Editorial

O desprezo pela vacina passou a ser rotina

Crédito:  Pedro Ladeira

Carlos José Marques: "Os atuais e baixíssimos níveis de cobertura vacinal podem colocar tudo a perder, com a volta de doenças das quais nem se falava mais" (Crédito: Pedro Ladeira)

Por Carlos José Marques

Vacinação no Brasil parece ter virado supérflua e o interesse por se prevenir com imunizantes caiu no descaso. Isso ocorre com qualquer uma das vacinas, não importando a enfermidade para a qual se destine, faixa etária do público alvo ou tipo de eficácia verificada. O País que já foi célebre por índices recordes de cobertura vacinal, referência no mundo, deu meia volta e passou a desconsiderar conceitos elementares da Ciência — e, por conseguinte, os benefícios advindos daí. De acordo com o Observatório da Atenção Primária à Saúde, uma associação civil sem fins lucrativos, o Brasil atingiu em 2021 a menor cobertura já registrada em um período de 20 anos. A média nacional ficou em 52,1%, percentual que assusta e que compromete o Programa Nacional de Imunização (PNI), cujas taxas superavam invariavelmente os 70%. Existem regiões nacionais hoje com menos de 30%. No plano da vacinação infantil o quadro é ainda mais dramático por se tratar de um público essencial no PNI. Nesse segmento populacional, a queda espanta, é brusca, desabou dos 93,1% para, em alguns locais, menos de 60%. A dramaticidade dessa situação deverá repercutir por gerações a fio. É processo movido a fake news, com disseminação de desinformações, preconceito e, claro, uma liderança política capaz de destruir a reputação do método que representa um dos maiores avanços da medicina do qual se tem notícia em toda a história. No campo da imunização, milhões de vidas foram salvas ao longo de décadas. Em diversos momentos e frente a inúmeras doenças. No caso da epidemia da Covid, mais recente, não pairam dúvidas sobre os bons frutos e benefícios que a campanha de vacinação gerou. O Brasil e o Planeta caminhariam inexoravelmente para o extermínio, caso seguissem uma rota contrária. Ainda sim, milhares de vidas foram perdidas em vão em virtude do desleixo de governantes. Um atraso criminoso e indecente na encomenda dos imunizantes por aqui foi patrocinado pelo então presidente Jair Bolsonaro, que não deixou de demonstrar o quanto os desprezava. Virou marqueteiro número um da não vacinação e muitos o seguiram.

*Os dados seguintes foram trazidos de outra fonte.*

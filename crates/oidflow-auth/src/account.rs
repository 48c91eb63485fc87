//! Accounts and client info
//!
//! The `client_info` value returned by Azure AD style providers is a base64url
//! JSON object `{"uid": ..., "utid": ...}`; the pair forms the home account id
//! `uid.utid` used as the cache key. Plain OIDC providers fall back to `sub`.

use serde::{Deserialize, Serialize};

use crate::crypto::CryptoProvider;
use crate::error::AcquisitionErrorKind;

/// Identity tuple decoded from the `client_info` response field
#[derive(Debug, Clone, PartialEq, Eq, Serialize, Deserialize)]
pub struct ClientInfo {
    /// Object id of the user in its home tenant
    pub uid: String,
    /// Home tenant id
    pub utid: String,
}

impl ClientInfo {
    /// Decode a raw `client_info` string
    ///
    /// # Errors
    ///
    /// Returns [`AcquisitionErrorKind::MalformedResponse`] if the value is not
    /// base64url JSON with `uid` and `utid`.
    pub fn decode(raw: &str, crypto: &dyn CryptoProvider) -> Result<Self, AcquisitionErrorKind> {
        let bytes = crypto.base64_url_decode(raw).ok_or_else(|| {
            AcquisitionErrorKind::MalformedResponse("client_info is not base64url".to_string())
        })?;
        serde_json::from_slice(&bytes)
            .map_err(|e| AcquisitionErrorKind::MalformedResponse(format!("client_info: {e}")))
    }

    /// Home account id (`uid.utid`)
    pub fn home_account_id(&self) -> String {
        format!("{}.{}", self.uid, self.utid)
    }
}

/// Claims of an id token, decoded without verification
///
/// Only used to shape [`AccountInfo`]; verification, when enabled, happens in
/// [`TokenValidator`](crate::jwt::TokenValidator).
#[derive(Debug, Clone, Default, PartialEq, Serialize, Deserialize)]
pub struct IdTokenClaims {
    /// Issuer
    #[serde(default, skip_serializing_if = "Option::is_none")]
    pub iss: Option<String>,
    /// Subject
    #[serde(default, skip_serializing_if = "Option::is_none")]
    pub sub: Option<String>,
    /// Object id
    #[serde(default, skip_serializing_if = "Option::is_none")]
    pub oid: Option<String>,
    /// Tenant id
    #[serde(default, skip_serializing_if = "Option::is_none")]
    pub tid: Option<String>,
    /// Preferred username
    #[serde(default, skip_serializing_if = "Option::is_none")]
    pub preferred_username: Option<String>,
    /// User principal name
    #[serde(default, skip_serializing_if = "Option::is_none")]
    pub upn: Option<String>,
    /// Email
    #[serde(default, skip_serializing_if = "Option::is_none")]
    pub email: Option<String>,
    /// Display name
    #[serde(default, skip_serializing_if = "Option::is_none")]
    pub name: Option<String>,
    /// Nonce echoed from the authorization request
    #[serde(default, skip_serializing_if = "Option::is_none")]
    pub nonce: Option<String>,
    /// Expiry (seconds since epoch)
    #[serde(default, skip_serializing_if = "Option::is_none")]
    pub exp: Option<i64>,
    /// Remaining claims
    #[serde(flatten)]
    pub additional: serde_json::Map<String, serde_json::Value>,
}

impl IdTokenClaims {
    /// Decode the payload segment of a compact id token
    ///
    /// # Errors
    ///
    /// Returns [`AcquisitionErrorKind::MalformedResponse`] if the token is not a
    /// three-segment JWT with a JSON payload.
    pub fn decode_unverified(
        id_token: &str,
        crypto: &dyn CryptoProvider,
    ) -> Result<Self, AcquisitionErrorKind> {
        let mut segments = id_token.split('.');
        let payload = match (segments.next(), segments.next(), segments.next(), segments.next()) {
            (Some(_), Some(payload), Some(_), None) => payload,
            _ => {
                return Err(AcquisitionErrorKind::MalformedResponse(
                    "id_token is not a compact JWT".to_string(),
                ));
            }
        };
        let bytes = crypto.base64_url_decode(payload).ok_or_else(|| {
            AcquisitionErrorKind::MalformedResponse("id_token payload is not base64url".to_string())
        })?;
        serde_json::from_slice(&bytes)
            .map_err(|e| AcquisitionErrorKind::MalformedResponse(format!("id_token payload: {e}")))
    }
}

/// A signed-in account
#[derive(Debug, Clone, PartialEq, Serialize, Deserialize)]
pub struct AccountInfo {
    /// Cache key of the account (`uid.utid`, or `sub` for plain OIDC)
    pub home_account_id: String,
    /// Host of the authority that issued the tokens
    pub environment: String,
    /// Tenant the tokens were issued in
    pub tenant_id: String,
    /// Username, when the provider supplied one
    pub username: String,
    /// Account id local to the tenant
    pub local_account_id: String,
    /// Display name
    #[serde(default, skip_serializing_if = "Option::is_none")]
    pub name: Option<String>,
    /// Claims of the most recent id token
    #[serde(default, skip_serializing_if = "Option::is_none")]
    pub id_token_claims: Option<IdTokenClaims>,
}

impl AccountInfo {
    /// Build an account from a token response
    ///
    /// # Errors
    ///
    /// Returns [`AcquisitionErrorKind::MalformedResponse`] when neither
    /// `client_info` nor a `sub` claim identifies the account.
    pub fn from_response(
        environment: &str,
        client_info: Option<&ClientInfo>,
        claims: Option<&IdTokenClaims>,
    ) -> Result<Self, AcquisitionErrorKind> {
        let home_account_id = match (client_info, claims.and_then(|c| c.sub.as_deref())) {
            (Some(info), _) => info.home_account_id(),
            (None, Some(sub)) => sub.to_string(),
            (None, None) => {
                return Err(AcquisitionErrorKind::MalformedResponse(
                    "response identifies no account (no client_info and no sub claim)".to_string(),
                ));
            }
        };

        let tenant_id = claims
            .and_then(|c| c.tid.clone())
            .or_else(|| client_info.map(|i| i.utid.clone()))
            .unwrap_or_default();
        let username = claims
            .and_then(|c| {
                c.preferred_username
                    .clone()
                    .or_else(|| c.upn.clone())
                    .or_else(|| c.email.clone())
            })
            .unwrap_or_default();
        let local_account_id = claims
            .and_then(|c| c.oid.clone().or_else(|| c.sub.clone()))
            .or_else(|| client_info.map(|i| i.uid.clone()))
            .unwrap_or_default();

        Ok(Self {
            home_account_id,
            environment: environment.to_string(),
            tenant_id,
            username,
            local_account_id,
            name: claims.and_then(|c| c.name.clone()),
            id_token_claims: claims.cloned(),
        })
    }
}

Trombeteava que não iria tomar. Dizia que achava besteira. Diminuiu as verbas para campanhas destinadas ao tema e propôs o uso de remédios alternativos ineficazes para o tratamento, como a famigerada Cloroquina, apesar dos alertas da comunidade mundial de saúde sobre o malefício da prática. Movimentos anti-vaxx surgiram no bojo dessa inconsequência federal e o resultado tá aí. Até hoje é difícil recompor os níveis decentes e seguros de cobertura. Mães temem infundadas alegações de que a vacina faz mal, traz consequências ruins para seus bebês ou simplesmente acham-na desnecessária pela ilusão de que algumas enfermidades foram extintas ou completamente erradicadas, como varíola e poliomielite. Ledo engano. Os atuais e baixíssimos níveis de cobertura vacinal podem colocar tudo a perder, com a volta de doenças das quais nem se falava mais. A conscientização é peça importante nessa cruzada. De outra parte, o envolvimento dos governos, em todas as esferas, também. No momento, os altos índices de contaminação pela dengue colocam de joelhos a população. Em diversos Estados e municípios aumentou mais de 500% o número de casos e (fato) não existem imunizantes suficientes para conter a onda e enfrentar a escalada que está apenas em seu início. Clínicas particulares e a rede pública expressam preocupação pela falta da vacina de dengue e tentam dar conta de uma procura por tratamento sem precedentes, com salas abarrotadas e falta de leitos. Somente em janeiro, a procura pelo imunizante subiu quase 200% e nada foi feito. O planejamento está precário. Autoridades sanitárias, com um lote mínimo que não chega a um milhão de doses, estão fazendo aplicações seletivas, por idade e em poucos locais. Uma gota no oceano. O Brasil, que há muito tempo convive com essa moléstia, já poderia e deveria ter tomado providências estruturais de maior monta. O imunizante custa caro, a importação é custosa e demorada e nem todo mundo consegue ter acesso ao que é disponibilizado. A limitação no fornecimento nesse caso é mais uma das grandes falhas que o Estado brasileiro tem promovido, dentro de um cenário no qual a imunização dos brasileiros deixou de ser direito para virar privilégio. Uma pena.